The researchers did a genome-wide association study that included 1,471 healthy, thin individuals and 1,456 severely obese individuals with early onset obesity, narrowing in on 10 loci already linked to obesity, along with new BMI-associated loci or variants and variants found only in very large cohorts. By comparing the genetics of thin and control participants, meanwhile, they saw genetic influences at both ends of the BMI continuum.

"We show that persistent thinness and severe, early onset obesity are both heritable traits … that share a number of associated loci, and both are enriched for established BMI-associated loci," the authors wrote, though some loci showed stronger ties to high or low BMI.

In particular, the team noted that BMI-associated variants in and around the FTO gene had stronger associations with obesity, while variants near CADM2 were more strongly implicated in thinness. Still other BMI-associated loci seemed to have similar ties to both thinness and obesity.

"These data support expansion of genetic studies of persistent thinness as an approach to gain further insights into the biology underlying human energy homeostasis," they explained, "and as an alternative approach to uncovering anti-obesity targets for drug development."

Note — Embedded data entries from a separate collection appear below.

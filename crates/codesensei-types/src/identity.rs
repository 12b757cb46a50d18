//! Authenticated caller identity.

use serde::{Deserialize, Serialize};
use serde_json::{Map, Value};

/// Identity decoded from a verified bearer token.
///
/// `uid` is the identity provider's opaque user id and partitions all
/// stored data. Nothing about the user is persisted locally.
#[derive(Debug, Clone, PartialEq, Serialize, Deserialize)]
pub struct UserIdentity {
    pub uid: String,
    #[serde(skip_serializing_if = "Option::is_none")]
    pub email: Option<String>,
    /// Remaining token claims, as issued.
    #[serde(default)]
    pub claims: Map<String, Value>,
}

impl UserIdentity {
    /// Identity carrying only a uid.
    pub fn new(uid: impl Into<String>) -> Self {
        Self {
            uid: uid.into(),
            email: None,
            claims: Map::new(),
        }
    }
}
//! CodeSensei CLI and REST API entry point.
//!
//! Binary name: `codesensei`
//!
//! Parses CLI arguments, sets up tracing, resolves configuration, then either
//! prints the configuration or wires the services and starts the HTTP server.

mod cli;
mod http;
mod state;

use clap::Parser;

use codesensei_infra::config::data_dir;
use codesensei_observe::tracing_setup::{
    TracingOptions, filter_for_verbosity, init_tracing, shutdown_tracing,
};

use cli::{Cli, Commands};
use state::AppState;

#[tokio::main]
async fn main() -> anyhow::Result<()> {
    let cli = Cli::parse();

    init_tracing(&TracingOptions {
        default_filter: filter_for_verbosity(cli.verbose, cli.quiet).to_string(),
        json: cli.log_json,
        otel: cli.otel,
    })
    .map_err(|e| anyhow::anyhow!("failed to initialize tracing: {e}"))?;

    let result = run(cli).await;
    shutdown_tracing();
    result
}

async fn run(cli: Cli) -> anyhow::Result<()> {
    let data_dir = data_dir();

    match cli.command {
        Commands::Serve { host, port, config } => {
            let mut settings = cli::resolve_config(config.as_deref(), &data_dir).await;
            if let Some(host) = host {
                settings.server.host = host;
            }
            if let Some(port) = port {
                settings.server.port = port;
            }

            let addr = format!("{}:{}", settings.server.host, settings.server.port);
            let state = AppState::init(settings, &data_dir).await?;
            let listener = tokio::net::TcpListener::bind(&addr).await?;

            if !cli.quiet {
                println!(
                    "  {} CodeSensei API listening on {}",
                    console::style("⚡").bold(),
                    console::style(format!("http://{addr}")).cyan()
                );
                println!(
                    "  {} store: {}, model: {}",
                    console::style("•").dim(),
                    state.config.store.backend,
                    state.chat_service.model()
                );
                println!("  {}", console::style("Press Ctrl+C to stop").dim());
            }

            let router = http::router::build_router(state);

            axum::serve(listener, router)
                .with_graceful_shutdown(shutdown_signal())
                .await?;

            if !cli.quiet {
                println!("\n  Server stopped.");
            }
        }

        Commands::Config { config } => {
            let settings = cli::resolve_config(config.as_deref(), &data_dir).await;
            cli::config::print_config(&settings)?;
        }
    }

    Ok(())
}

/// Wait for Ctrl+C or SIGTERM for graceful shutdown.
async fn shutdown_signal() {
    let ctrl_c = async {
        if let Err(e) = tokio::signal::ctrl_c().await {
            tracing::error!("failed to install Ctrl+C handler: {e}");
            std::future::pending::<()>().await;
        }
    };

    #[cfg(unix)]
    let terminate = async {
        match tokio::signal::unix::signal(tokio::signal::unix::SignalKind::terminate()) {
            Ok(mut signal) => {
                signal.recv().await;
            }
            Err(e) => {
                tracing::error!("failed to install SIGTERM handler: {e}");
                std::future::pending::<()>().await;
            }
        }
    };

    #[cfg(not(unix))]
    let terminate = std::future::pending::<()>();

    tokio::select! {
        _ = ctrl_c => {},
        _ = terminate => {},
    }
}
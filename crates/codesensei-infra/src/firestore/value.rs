//! Firestore REST document and value encoding.
//!
//! Firestore wraps every field in a single-key object naming its type
//! (`{"stringValue": "..."}`), which maps directly onto an externally
//! tagged serde enum.

use std::collections::HashMap;

use chrono::{DateTime, Utc};
use serde::{Deserialize, Serialize};

/// A typed Firestore field value.
#[derive(Debug, Clone, PartialEq, Serialize, Deserialize)]
#[serde(rename_all = "camelCase")]
pub enum Value {
    NullValue(()),
    BooleanValue(bool),
    /// int64 values travel as decimal strings.
    IntegerValue(String),
    DoubleValue(f64),
    TimestampValue(String),
    StringValue(String),
    BytesValue(String),
    ReferenceValue(String),
    GeoPointValue(serde_json::Value),
    MapValue(MapValue),
    ArrayValue(ArrayValue),
}

#[derive(Debug, Clone, Default, PartialEq, Serialize, Deserialize)]
pub struct MapValue {
    #[serde(default)]
    pub fields: HashMap<String, Value>,
}

#[derive(Debug, Clone, Default, PartialEq, Serialize, Deserialize)]
pub struct ArrayValue {
    #[serde(default)]
    pub values: Vec<Value>,
}

impl Value {
    pub fn string(s: impl Into<String>) -> Self {
        Value::StringValue(s.into())
    }

    pub fn as_str(&self) -> Option<&str> {
        match self {
            Value::StringValue(s) => Some(s),
            _ => None,
        }
    }

    pub fn as_timestamp(&self) -> Option<DateTime<Utc>> {
        match self {
            Value::TimestampValue(ts) => parse_timestamp(ts),
            _ => None,
        }
    }
}

/// A Firestore document as returned by the REST API.
#[derive(Debug, Clone, Default, PartialEq, Serialize, Deserialize)]
#[serde(rename_all = "camelCase")]
pub struct Document {
    /// Full resource name: `projects/{p}/databases/{d}/documents/{path}`.
    #[serde(default, skip_serializing_if = "String::is_empty")]
    pub name: String,
    #[serde(default)]
    pub fields: HashMap<String, Value>,
    #[serde(default, skip_serializing)]
    pub create_time: Option<String>,
    #[serde(default, skip_serializing)]
    pub update_time: Option<String>,
}

impl Document {
    /// The last path segment of the resource name.
    pub fn id(&self) -> &str {
        self.name.rsplit('/').next().unwrap_or_default()
    }

    pub fn get_str(&self, field: &str) -> Option<&str> {
        self.fields.get(field).and_then(Value::as_str)
    }

    pub fn get_timestamp(&self, field: &str) -> Option<DateTime<Utc>> {
        self.fields.get(field).and_then(Value::as_timestamp)
    }

    /// Document creation time as recorded by Firestore.
    pub fn created(&self) -> Option<DateTime<Utc>> {
        self.create_time.as_deref().and_then(parse_timestamp)
    }
}

/// Parse an RFC 3339 timestamp as Firestore emits it (nanosecond precision).
pub fn parse_timestamp(raw: &str) -> Option<DateTime<Utc>> {
    DateTime::parse_from_rfc3339(raw)
        .ok()
        .map(|dt| dt.with_timezone(&Utc))
}

#[cfg(test)]
mod tests {
    use super::*;
    use serde_json::json;

    #[test]
    fn test_value_wire_shape() {
        assert_eq!(
            serde_json::to_value(Value::string("hi")).unwrap(),
            json!({"stringValue": "hi"})
        );
        assert_eq!(
            serde_json::to_value(Value::NullValue(())).unwrap(),
            json!({"nullValue": null})
        );
    }

    #[test]
    fn test_document_decodes_mixed_fields() {
        let doc: Document = serde_json::from_value(json!({
            "name": "projects/p/databases/(default)/documents/users/u1/sessions/Loops 101",
            "fields": {
                "name": {"stringValue": "Loops 101"},
                "created_at": {"timestampValue": "2025-03-01T10:15:30.123456Z"},
                "pinned": {"booleanValue": true},
                "count": {"integerValue": "3"},
                "tags": {"arrayValue": {"values": [{"stringValue": "rust"}]}},
                "meta": {"mapValue": {}},
                "gone": {"nullValue": null}
            },
            "createTime": "2025-03-01T10:15:30.123456789Z",
            "updateTime": "2025-03-01T10:15:30.123456789Z"
        }))
        .unwrap();

        assert_eq!(doc.id(), "Loops 101");
        assert_eq!(doc.get_str("name"), Some("Loops 101"));
        assert_eq!(doc.get_str("pinned"), None);
        let created = doc.get_timestamp("created_at").unwrap();
        assert_eq!(created.to_rfc3339(), "2025-03-01T10:15:30.123456+00:00");
        assert!(doc.created().is_some());
    }

    #[test]
    fn test_document_serializes_without_read_only_fields() {
        let mut doc = Document {
            name: "projects/p/databases/(default)/documents/a/b".to_string(),
            create_time: Some("2025-01-01T00:00:00Z".to_string()),
            ..Document::default()
        };
        doc.fields.insert("role".to_string(), Value::string("user"));

        let body = serde_json::to_value(&doc).unwrap();
        assert_eq!(
            body,
            json!({
                "name": "projects/p/databases/(default)/documents/a/b",
                "fields": {"role": {"stringValue": "user"}}
            })
        );
    }
}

For their GWAS, the researchers brought together exome array-based genotyping data for nearly 2,000 individuals with severe, childhood-onset obesity, 10,433 population controls, and more than 1,600 individuals classified as persistently thin, but healthy. Following quality control steps, they were left with genotyping data for 1,456 obese, 1,471 thin, and 6,460 control individuals.

Using these data, the team searched for variants associated with obesity, thinness, or BMI through separate comparisons of each individual at each weight extreme to population controls and of the obese and thin participants. For example, analyses focused on 97 loci linked to BMI in European individuals from a GIANT study in Nature in 2015 suggested that similar variants influence both thinness and obesity, albeit to different extents.

The researchers also searched for new obesity- and BMI-associated loci, uncovering a PKHD1 gene variant with apparent ties to BMI that was in linkage disequilibrium with a variant nominally linked to waist and hip circumference in a prior study. And they narrowed in on suspicious variants in and around genes such as FAM150B or PRDM6-CEP120 that were previously found in massive cohorts.

"Our ability to replicate loci found with much larger sample sizes demonstrates the value of clinical extremes," the authors wrote, "and suggest that characterization of the genetics of thinness may provide a more nuanced understanding of the genetic architecture of body weight regulation and may inform the identification of potential anti-obesity targets."